Crack addicts go through a cycle. They binge 24 hours a day for five to seven days and then crash. The crash consists of almost uninterrupted sleep resembling a coma. During this time they get up and consume large amounts of food to replenish their energy. While they are eating they are still in a near comatose state. When they crash they are extremely tired and depressed. At crash time an addict will call or come to your door and tell you most convincingly they are done with drugs. They will say they are tired of the whole thing and will never go back to it. You will believe this story and allow them to crash and replenish themselves. At the end of the sleep cycle they will get up, start an argument and walk right back out your door to do it again. If a crack addict is really ready to quit he will submit to a detox center followed up by therapy. If you allow an addict to crash at your house all you will be doing is providing a restaurant and flophouse to further their addiction.

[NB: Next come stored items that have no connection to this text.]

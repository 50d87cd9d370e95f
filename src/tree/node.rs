//! Tree node types

use crate::hasher::HasherFactory;
use crate::model::Digest;
use crate::Result;
use serde::{Deserialize, Serialize};

/// An immutable node of the Merkle tree
#[derive(Clone, Debug, PartialEq, Eq, Serialize, Deserialize)]
pub struct Node {
    checksum: Digest,
    kind: NodeKind,
}

/// What a node covers
#[derive(Clone, Debug, PartialEq, Eq, Serialize, Deserialize)]
pub enum NodeKind {
    /// Checksum of a single block
    Leaf {
        /// Number of block bytes covered (less than the block length only
        /// for the final block of a stream)
        length: usize,
    },
    /// Checksum over two children
    Branch {
        left: Box<Node>,
        right: Box<Node>,
        /// Total stream bytes covered by the subtree
        length: u64,
    },
}

impl Node {
    /// Build a leaf from raw block bytes
    pub fn leaf(factory: &dyn HasherFactory, block: &[u8]) -> Result<Self> {
        Self::leaf_from_parts(factory, &[block])
    }

    /// Build a leaf whose block is the concatenation of `parts`
    pub fn leaf_from_parts(factory: &dyn HasherFactory, parts: &[&[u8]]) -> Result<Self> {
        let checksum = factory.digest_parts(parts)?;
        Ok(Node {
            checksum,
            kind: NodeKind::Leaf {
                length: parts.iter().map(|p| p.len()).sum(),
            },
        })
    }

    /// Combine two nodes into their parent
    pub fn parent(factory: &dyn HasherFactory, left: Node, right: Node) -> Result<Self> {
        let checksum = factory.digest_parts(&[left.checksum.as_bytes(), right.checksum.as_bytes()])?;
        let length = left.length() + right.length();
        Ok(Node {
            checksum,
            kind: NodeKind::Branch {
                left: Box::new(left),
                right: Box::new(right),
                length,
            },
        })
    }

    pub fn checksum(&self) -> &Digest {
        &self.checksum
    }

    pub fn kind(&self) -> &NodeKind {
        &self.kind
    }

    pub fn is_leaf(&self) -> bool {
        matches!(self.kind, NodeKind::Leaf { .. })
    }

    /// Stream bytes covered by this node
    pub fn length(&self) -> u64 {
        match &self.kind {
            NodeKind::Leaf { length } => *length as u64,
            NodeKind::Branch { length, .. } => *length,
        }
    }

    pub fn left(&self) -> Option<&Node> {
        match &self.kind {
            NodeKind::Branch { left, .. } => Some(left),
            NodeKind::Leaf { .. } => None,
        }
    }

    pub fn right(&self) -> Option<&Node> {
        match &self.kind {
            NodeKind::Branch { right, .. } => Some(right),
            NodeKind::Leaf { .. } => None,
        }
    }

    /// Number of leaves under this node
    pub fn leaf_count(&self) -> usize {
        match &self.kind {
            NodeKind::Leaf { .. } => 1,
            NodeKind::Branch { left, right, .. } => left.leaf_count() + right.leaf_count(),
        }
    }
}

#[cfg(test)]
mod tests {
    use super::*;
    use crate::hasher::{HashAlgorithm, MockHasherFactory};

    #[test]
    fn test_leaf_hash_deterministic() {
        let n1 = Node::leaf(&HashAlgorithm::Blake3, b"block").unwrap();
        let n2 = Node::leaf(&HashAlgorithm::Blake3, b"block").unwrap();
        assert_eq!(n1, n2);
        assert_eq!(n1.length(), 5);
        assert!(n1.is_leaf());
    }

    #[test]
    fn test_leaf_from_parts_matches_contiguous() {
        let whole = Node::leaf(&HashAlgorithm::Sha256, b"ABCD").unwrap();
        let parts = Node::leaf_from_parts(&HashAlgorithm::Sha256, &[b"AB", b"", b"CD"]).unwrap();
        assert_eq!(whole, parts);
    }

    #[test]
    fn test_parent_order_matters() {
        let a = Node::leaf(&HashAlgorithm::Blake3, b"a").unwrap();
        let b = Node::leaf(&HashAlgorithm::Blake3, b"b").unwrap();

        let ab = Node::parent(&HashAlgorithm::Blake3, a.clone(), b.clone()).unwrap();
        let ba = Node::parent(&HashAlgorithm::Blake3, b, a).unwrap();
        assert_ne!(ab.checksum(), ba.checksum());
        assert_eq!(ab.length(), 2);
        assert_eq!(ab.leaf_count(), 2);
    }

    #[test]
    fn test_parent_concatenates_child_checksums() {
        let factory = MockHasherFactory;
        let a = Node::leaf(&factory, b"AB").unwrap();
        let b = Node::leaf(&factory, b"CD").unwrap();
        let parent = Node::parent(&factory, a, b).unwrap();

        assert_eq!(parent.checksum().as_bytes(), b"ABCD");
        assert_eq!(parent.left().unwrap().checksum().as_bytes(), b"AB");
        assert_eq!(parent.right().unwrap().checksum().as_bytes(), b"CD");
    }
}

Remember those sci-fi horror movies where outer space beings come to earth, get inside of humans bodies and possess them? That is what you are dealing with. On crack, your loved one or friend has become a possessed being. Forget about talking to the person you used to know. They are no longer there. You must realize that. You are now dealing with a force that is more powerful than you and them. This is where successful families have difficulty. Successful people are used to being able to resolve most problems. At the outset they think they can solve this one as well. At first a family will try to work it out between themselves. When considering experienced counselors have such low success rates, you must realize this is an impossible avenue as families simply do not have the experience or counseling tools to deal with this problem. They will spend thousands of dollars on expensive treatment clinics and other help avenues without any success. They cling to the thought that there is always hope. And yes, there is one and only one hope. There is hope that the addict will hit bottom so hard that he will seek treatment or quit on his own. The only way that will happen is when families and friends remove the addict from their lives. Involvement with an addict only extends the time for them to hit bottom. Letting go is the most difficult part in dealing with a loved one. Removing a loved one from your life is painful but it is the only hope to having them in your life again. You simply have to do this. You may need to seek professional counseling for yourself and family to heal the wounds and pain and help you through the removal process. There is a good pocketbook titled "How to Survive the Loss of a Love" that is available in any bookstore for $6.95.

After you have been broken emotionally and drained financially an addict will talk about his real friends, and that's not you. A woman addict will tell you about a real friend who doesn't like her to whore so he gives her money while, in his mind, he is receiving gratuitous sex. That friend is only momentary because the cash drain will quickly blow him out. Female addicts have lots of these kinds of friends. Real friends are other users or people who will support and aid in their habit without any questions. These real friends are in and out of their lives frequently because there is usually a money argument, theft or a dope disagreement. Don't be insulted when an addict mentions their real friends. Be plenty irritated and don't open your pocketbook again. When the addict asks for money, tell him to call his real friends.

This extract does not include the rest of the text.